Tuesday, December 22, 2009

No Way!

I'm stuck at work. I'm the new kid and I can't take vacation yet. I feel like a caged animal. I get spring fever and Christmas fever worse than any little kid I know. So.... I decided I was going to try to figure out a way to get out of here. I don't look sick or have a cough so I can't use the flu and the stomach bug just sounds fake.

Epiphany- I can fake a seizure. They will surely let me go home then and it can't be that hard- right? "Drink your juice, Shelby!" (shout out to Costa, Amanda, Mary Brooks, Neil and Anne Miller)

So, I googled it. And low and behold there are actually instructions. No Way!

I just can't help but share. Don't worry- I would never really do this. Watch now I'm going to be the girl that cried wolf.

1. Pick your mark- You need to pick someone who will start screaming and cause a big scene. (Jeff, aka Harvard Boy, I have to say- you would be my mark)

2. Set the Stage- You need to make direct eye contact with the person. Nod your head, smile, let them know you are doing great. Then take a huge breath because you are going to need to hold your breath.

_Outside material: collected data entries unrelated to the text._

#[cfg(test)]
mod tests {
    use super::{
        Action, ActionError, Command, CommandKind, CommandType, Effect, EntityId, FighterKind,
        Footprint, Phase, Position, UnitKind, UnitSettings,
    };
    use serde::{de::DeserializeOwned, Serialize};

    fn assert_round_trip<T>(value: &T)
    where
        T: Serialize + DeserializeOwned + PartialEq + std::fmt::Debug,
    {
        let bytes = bincode::serialize(value).expect("serialize");
        let restored: T = bincode::deserialize(&bytes).expect("deserialize");
        assert_eq!(&restored, value);
    }

    #[test]
    fn adjacents_are_orthogonal_neighbours() {
        let origin = Position::new(5, 5);
        let adjacents = origin.adjacents();
        assert_eq!(
            adjacents,
            [
                Position::new(5, 4),
                Position::new(6, 5),
                Position::new(5, 6),
                Position::new(4, 5),
            ]
        );
        assert!(adjacents.iter().all(|cell| cell.is_adjacent_to(origin)));
        assert!(!origin.is_adjacent_to(Position::new(6, 6)));
    }

    #[test]
    fn adjacents_within_distance_expands_without_duplicates() {
        let origin = Position::new(0, 0);
        let cells = origin.adjacents_within_distance(2);

        assert_eq!(cells.len(), 12);
        assert_eq!(&cells[..4], &origin.adjacents());
        assert!(!cells.contains(&origin));
        assert!(cells
            .iter()
            .all(|cell| (1..=2).contains(&cell.manhattan_distance(origin))));
        assert!(origin.adjacents_within_distance(0).is_empty());
    }

    #[test]
    fn key_is_canonical() {
        assert_eq!(Position::new(-3, 7).key(), "-3,7");
    }

    #[test]
    fn footprint_covering_and_ring() {
        let footprint = UnitKind::Headquarters.footprint();
        let anchor = Position::new(2, 2);
        let covered = footprint.covering(anchor);

        assert_eq!(
            covered,
            vec![
                Position::new(2, 2),
                Position::new(3, 2),
                Position::new(2, 3),
                Position::new(3, 3),
            ]
        );
        assert!(footprint.contains(anchor, Position::new(3, 3)));
        assert!(!footprint.contains(anchor, Position::new(4, 3)));

        let ring = footprint.ring(anchor);
        assert_eq!(ring.len(), 8);
        assert_eq!(ring[0], Position::new(2, 1));
        assert!(ring.iter().all(|cell| !covered.contains(cell)));
        assert_eq!(footprint.distance_to(anchor, Position::new(6, 2)), 3);
        assert_eq!(Footprint::SINGLE.covering(anchor), vec![anchor]);
    }

    #[test]
    fn counters_form_a_cycle() {
        for kind in FighterKind::ALL {
            assert_ne!(kind.counters(), kind);
            assert_eq!(kind.counters().counters().counters(), kind);
        }
    }

    #[test]
    fn damage_bonus_applies_only_to_countered_kind() {
        let settings = UnitSettings::default();
        for kind in FighterKind::ALL {
            let attacker = UnitKind::Fighter(kind);
            let base = settings.stats(attacker).attack;
            assert!(settings.damage_against(attacker, UnitKind::Fighter(kind.counters())) > base);
            for other in FighterKind::ALL {
                if other != kind.counters() {
                    assert_eq!(settings.damage_against(attacker, UnitKind::Fighter(other)), base);
                }
            }
            assert_eq!(settings.damage_against(attacker, UnitKind::Headquarters), base);
            assert_eq!(settings.damage_against(attacker, UnitKind::Citizen), base);
        }
    }

    #[test]
    fn command_types_map_onto_phases() {
        assert_eq!(CommandType::Attack.phase(), Phase::Attack);
        assert_eq!(CommandType::PickUpFood.phase(), Phase::PickUp);
        assert_eq!(CommandType::DropOffFood.phase(), Phase::DropOff);
        assert_eq!(CommandType::Move.phase(), Phase::Move);
        assert_eq!(CommandType::SpawnFighter.phase(), Phase::Spawn);
        for (index, phase) in Phase::ORDER.iter().enumerate() {
            assert_eq!(phase.index(), index);
        }
    }

    #[test]
    fn position_round_trips_through_bincode() {
        assert_round_trip(&Position::new(-4, 12));
    }

    #[test]
    fn action_error_round_trips_through_bincode() {
        assert_round_trip(&ActionError::InsufficientFood {
            required: 3,
            available: 1,
        });
    }

    #[test]
    fn command_json_carries_type_discriminator() {
        let command = Command::new(
            EntityId::new(7),
            CommandKind::Move {
                destination: Position::new(5, 6),
                auto_pick_up_food: true,
                auto_drop_off_food: false,
            },
        );
        let json = serde_json::to_value(&command).expect("serialize");
        assert_eq!(json["kind"]["type"], "move");
        assert_eq!(json["kind"]["destination"]["x"], 5);
        assert_eq!(json["kind"]["autoPickUpFood"], true);

        let restored: Command = serde_json::from_value(json).expect("deserialize");
        assert_eq!(restored, command);
    }

    #[test]
    fn action_json_tags_status_and_effect() {
        let action = Action::succeeded(
            EntityId::new(3),
            Effect::Spawn {
                unit: EntityId::new(40),
                kind: UnitKind::Fighter(FighterKind::Cavalry),
                position: Position::new(1, 4),
                cost: 3,
            },
        );
        let json = serde_json::to_value(&action).expect("serialize");
        assert_eq!(json["outcome"]["status"], "succeeded");
        assert_eq!(json["outcome"]["effect"]["type"], "spawn");

        let restored: Action = serde_json::from_value(json).expect("deserialize");
        assert_eq!(restored, action);

        let failure = Action::failed(
            EntityId::new(3),
            CommandType::SpawnCitizen,
            ActionError::PopulationCap { cap: 20 },
        );
        let text = serde_json::to_string(&failure).expect("serialize");
        let restored: Action = serde_json::from_str(&text).expect("deserialize");
        assert_eq!(restored.error(), Some(&ActionError::PopulationCap { cap: 20 }));
        assert!(!restored.is_success());
    }
}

3.Initiate and full out seizure- Before a seizure hits there is a period of headache and hyperventilation- most people don't know this. But, the easiest thing to do is to shorten these into 2 second intervals. Clutch your chest and roll your eyes back. Go to take a step, let your knees give out and your head bounce off the floor. Immediately initiate convulsions. To do this and look real use your stomach muscles as the main convulsion.
(Good thing I've been taking those Gravity classes- my abs are getting strong.)
Let your legs kick out and then fold back into the fetal position. Use your arms to swing at anyone who gets in your way and if you can fake tears- it always helps. The selling point is your face and its reactions. If you don't have the face. No one will buy it. My advice is to pretend like you just saw your great grandmother naked and she has stabbed you with one of your cats. Put your tongue in the back of your mouth, grit your teeth and grind. Spit as much as possible through your teeth breathing through your mouth. Keep this up for a solid twenty seconds or so and then with a final swing stop in the fetal position face down.

4. The Finale-In the end you will have a lot of horrified people. They will either have ran out of the room screaming or they will be trying to help you.

WOW! I mean I was just thinking about chewing up some alka seltzer and falling down.

1 comment:

  1. I'm only playing the Mark if I get compensation. I need to monetize more of my life.